RECORDS FOR THIS EXERCISE below:

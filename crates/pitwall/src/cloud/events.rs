//! Observer fan-out for push events

use tokio::sync::broadcast;
use tracing::debug;

use crate::event::PushEvent;
use crate::protocol::PUSH_BUFFER_CAPACITY;

/// Broadcast bus for UI-facing push events.
///
/// Publishing never blocks and never fails: with no subscribers the event
/// is dropped, and a slow subscriber sees `Lagged` rather than stalling
/// the control path.
#[derive(Clone)]
pub struct EventBus {
    tx: broadcast::Sender<PushEvent>,
}

impl EventBus {
    pub fn new() -> Self {
        Self::with_capacity(PUSH_BUFFER_CAPACITY)
    }

    pub fn with_capacity(capacity: usize) -> Self {
        let (tx, _) = broadcast::channel(capacity);
        Self { tx }
    }

    pub fn publish(&self, event: PushEvent) {
        let name = event.name();
        match self.tx.send(event) {
            Ok(n) => debug!(event = name, subscribers = n, "Published push event"),
            Err(_) => debug!(event = name, "No subscribers for push event"),
        }
    }

    pub fn subscribe(&self) -> broadcast::Receiver<PushEvent> {
        self.tx.subscribe()
    }
}

impl Default for EventBus {
    fn default() -> Self {
        Self::new()
    }
}
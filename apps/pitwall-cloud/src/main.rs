//! Pitwall Cloud - stream control coordinator
//!
//! Serves the operator API and the edge push channel, tracks every
//! vehicle's stream state and sweeps out stale edges and lost commands.
//!
//! ## Usage
//!
//! ```bash
//! # Two vehicles, the first with an edge token
//! PITWALL_VEHICLES="gp-2026:car-7:s3cret,gp-2026:car-9" pitwall-cloud
//!
//! # Protect operator routes
//! PITWALL_ADMIN_TOKEN=letmein PITWALL_BIND=127.0.0.1:9000 pitwall-cloud
//! ```

use std::net::SocketAddr;
use std::sync::Arc;
use std::time::Duration;

use anyhow::{Context, Result};
use tokio_util::sync::CancellationToken;
use tokio_util::task::TaskTracker;
use tracing::{error, info, warn};

use pitwall::cloud::{ControlPlane, PlaneConfig, StaticDirectory};
use pitwall::RedactedString;

/// Cloud configuration from environment
struct Config {
    bind: SocketAddr,
    admin_token: Option<RedactedString>,
    vehicles: String,
    plane: PlaneConfig,
}

impl Config {
    fn from_env() -> Result<Self> {
        let bind = std::env::var("PITWALL_BIND")
            .unwrap_or_else(|_| "0.0.0.0:8080".to_string())
            .parse()
            .context("PITWALL_BIND is not a socket address")?;

        let admin_token = std::env::var("PITWALL_ADMIN_TOKEN")
            .ok()
            .filter(|t| !t.trim().is_empty())
            .map(RedactedString::from);

        let vehicles = std::env::var("PITWALL_VEHICLES").unwrap_or_default();

        let mut plane = PlaneConfig::default();
        if let Some(ms) = env_u64("PITWALL_SWEEP_INTERVAL_MS") {
            plane.sweep_interval = Duration::from_millis(ms.max(100));
        }
        if let Some(ms) = env_u64("PITWALL_SWITCH_MIN_INTERVAL_MS") {
            plane.switch_min_interval_ms = ms;
        }

        Ok(Self {
            bind,
            admin_token,
            vehicles,
            plane,
        })
    }
}

fn env_u64(name: &str) -> Option<u64> {
    std::env::var(name).ok().and_then(|s| s.parse().ok())
}

#[tokio::main]
async fn main() -> Result<()> {
    init_logging()?;

    let config = Config::from_env()?;
    let directory = StaticDirectory::parse(&config.vehicles)?;

    info!("Pitwall cloud starting");
    info!("  Bind: {}", config.bind);
    info!("  Vehicles: {}", directory.len());
    info!("  Sweep interval: {:?}", config.plane.sweep_interval);
    info!("  Switch min interval: {}ms", config.plane.switch_min_interval_ms);
    if config.admin_token.is_none() {
        warn!("  PITWALL_ADMIN_TOKEN unset: operator routes are open");
    }
    if directory.is_empty() {
        warn!("  No vehicles registered (set PITWALL_VEHICLES)");
    }

    let plane = Arc::new(ControlPlane::new(Arc::new(directory), config.plane));

    let cancel = CancellationToken::new();
    let tracker = TaskTracker::new();

    tracker.spawn(plane.clone().run_sweeper(cancel.clone()));

    let web_cancel = cancel.clone();
    let web_plane = plane.clone();
    tracker.spawn(async move {
        if let Err(e) =
            pitwall::web::start(web_plane, config.bind, config.admin_token, web_cancel.clone()).await
        {
            error!("Web server error: {:#}", e);
            web_cancel.cancel();
        }
    });

    tracker.close();

    tokio::select! {
        _ = tokio::signal::ctrl_c() => info!("Received shutdown signal"),
        _ = cancel.cancelled() => {}
    }
    cancel.cancel();

    if tokio::time::timeout(Duration::from_secs(5), tracker.wait()).await.is_err() {
        warn!("Shutdown timed out after 5s");
    }
    Ok(())
}

fn init_logging() -> Result<()> {
    tracing_subscriber::fmt()
        .with_env_filter(
            tracing_subscriber::EnvFilter::from_default_env().add_directive("pitwall=info".parse()?),
        )
        .init();
    Ok(())
}
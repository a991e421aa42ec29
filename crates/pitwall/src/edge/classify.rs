//! Encoder failure classification
//!
//! Best-effort pattern matching on the encoder's exit status and tail of
//! stderr. The rules are tied to ffmpeg's wording and will misfire now and
//! then; the supervisor only depends on [`classify_failure`], so a structured
//! signal can replace them without touching the state machine.

use serde::{Deserialize, Serialize};
use std::fmt;

/// Why the encoder process died.
#[derive(Debug, Clone, Copy, PartialEq, Eq, Hash, Serialize, Deserialize)]
#[serde(rename_all = "lowercase")]
pub enum FailureKind {
    /// Rejected credentials or stream key; retrying will not help
    Auth,
    /// Upstream unreachable or connection dropped
    Network,
    /// Camera missing, busy or unreadable
    Device,
    /// Anything else
    Crash,
}

impl fmt::Display for FailureKind {
    fn fmt(&self, f: &mut fmt::Formatter<'_>) -> fmt::Result {
        let s = match self {
            FailureKind::Auth => "auth",
            FailureKind::Network => "network",
            FailureKind::Device => "device",
            FailureKind::Crash => "crash",
        };
        f.write_str(s)
    }
}

const AUTH_PATTERNS: &[&str] = &[
    "401 unauthorized",
    "403 forbidden",
    "unauthorized",
    "forbidden",
    "authentication failed",
    "invalid stream key",
    "access denied",
    "netstream.publish.badname",
];

const DEVICE_PATTERNS: &[&str] = &[
    "no such device",
    "device or resource busy",
    "cannot open video device",
    "not a video capture device",
    "inappropriate ioctl for device",
    "/dev/video",
    "no such file or directory",
];

const NETWORK_PATTERNS: &[&str] = &[
    "connection refused",
    "connection reset",
    "connection timed out",
    "network is unreachable",
    "no route to host",
    "broken pipe",
    "name or service not known",
    "temporary failure in name resolution",
    "failed to resolve hostname",
    "i/o error",
    "end of file",
    "handshake",
];

/// Classify an encoder exit from its status code and captured output.
///
/// `exit_code` is `None` when the process was killed by a signal.
pub fn classify_failure(exit_code: Option<i32>, output: &str) -> FailureKind {
    let text = output.to_ascii_lowercase();
    let matches = |patterns: &[&str]| patterns.iter().any(|p| text.contains(p));

    if matches(AUTH_PATTERNS) {
        FailureKind::Auth
    } else if matches(DEVICE_PATTERNS) {
        FailureKind::Device
    } else if matches(NETWORK_PATTERNS) {
        FailureKind::Network
    } else {
        match exit_code {
            // ffmpeg exits 0 when the remote closes the stream cleanly
            Some(0) => FailureKind::Network,
            _ => FailureKind::Crash,
        }
    }
}

#[cfg(test)]
mod tests {
    use super::*;

    #[test]
    fn classifies_common_ffmpeg_failures() {
        assert_eq!(
            classify_failure(
                Some(1),
                "[rtmp @ 0x55] Server error: Authentication failed\nError opening output"
            ),
            FailureKind::Auth
        );
        assert_eq!(
            classify_failure(Some(1), "HTTP error 403 Forbidden"),
            FailureKind::Auth
        );
        assert_eq!(
            classify_failure(Some(1), "[video4linux2,v4l2 @ 0x1] Cannot open video device /dev/video2: No such device"),
            FailureKind::Device
        );
        assert_eq!(
            classify_failure(Some(1), "[tcp @ 0x2] Connection to tcp://a.rtmp.youtube.com:1935 failed: Connection refused"),
            FailureKind::Network
        );
        assert_eq!(
            classify_failure(None, "Segmentation fault"),
            FailureKind::Crash
        );
    }

    #[test]
    fn clean_exit_without_output_is_network() {
        assert_eq!(classify_failure(Some(0), ""), FailureKind::Network);
        assert_eq!(classify_failure(Some(139), ""), FailureKind::Crash);
    }

    #[test]
    fn auth_wins_over_network_wording() {
        assert_eq!(
            classify_failure(Some(1), "Connection reset after 401 Unauthorized"),
            FailureKind::Auth
        );
    }
}
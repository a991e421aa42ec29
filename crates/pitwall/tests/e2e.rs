//! E2E regression test suite for Pitwall
//!
//! Runs the real axum router on a loopback port and drives it the way
//! operators and edges do:
//!
//! - Operator → HTTP API → control plane → WebSocket command feed → edge
//! - Edge → heartbeat / command-response → control plane → status API
//! - Full loop with the edge agent, listener and a stand-in encoder process
//!
//! Run: `cargo test -p pitwall --features web,edge --test e2e`

use std::net::SocketAddr;
use std::sync::Arc;
use std::time::Duration;

use futures_util::StreamExt;
use serde_json::{json, Value};
use tokio_tungstenite::tungstenite;
use tokio_tungstenite::tungstenite::client::IntoClientRequest;
use tokio_util::sync::CancellationToken;

use pitwall::cloud::{ControlPlane, PlaneConfig, StaticDirectory};
use pitwall::web::{router, WebState};
use pitwall::{RedactedString, VehicleKey, TRUCK_TOKEN_HEADER};

const ADMIN: &str = "admin-secret";
const TRUCK: &str = "truck-7";

type WsStream =
    tokio_tungstenite::WebSocketStream<tokio_tungstenite::MaybeTlsStream<tokio::net::TcpStream>>;

// ── Shared helpers ───────────────────────────────────────────────────

fn vehicle() -> VehicleKey {
    VehicleKey::new("gp-2026", "car-7")
}

fn vehicle_body() -> Value {
    json!({ "event_id": "gp-2026", "vehicle_id": "car-7" })
}

fn with_vehicle(mut extra: Value) -> Value {
    if let (Some(map), Some(v)) = (extra.as_object_mut(), vehicle_body().as_object()) {
        for (k, val) in v {
            map.insert(k.clone(), val.clone());
        }
    }
    extra
}

struct TestServer {
    addr: SocketAddr,
    plane: Arc<ControlPlane>,
    client: reqwest::Client,
    shutdown: CancellationToken,
}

End of RECORDS FOR THIS EXERCISE.

**YOUR INSTRUCTIONS**.
Count the lines in the records that include the word "PushEvent". Report the total alone.

**SOLUTION FOR THIS TASK**.
4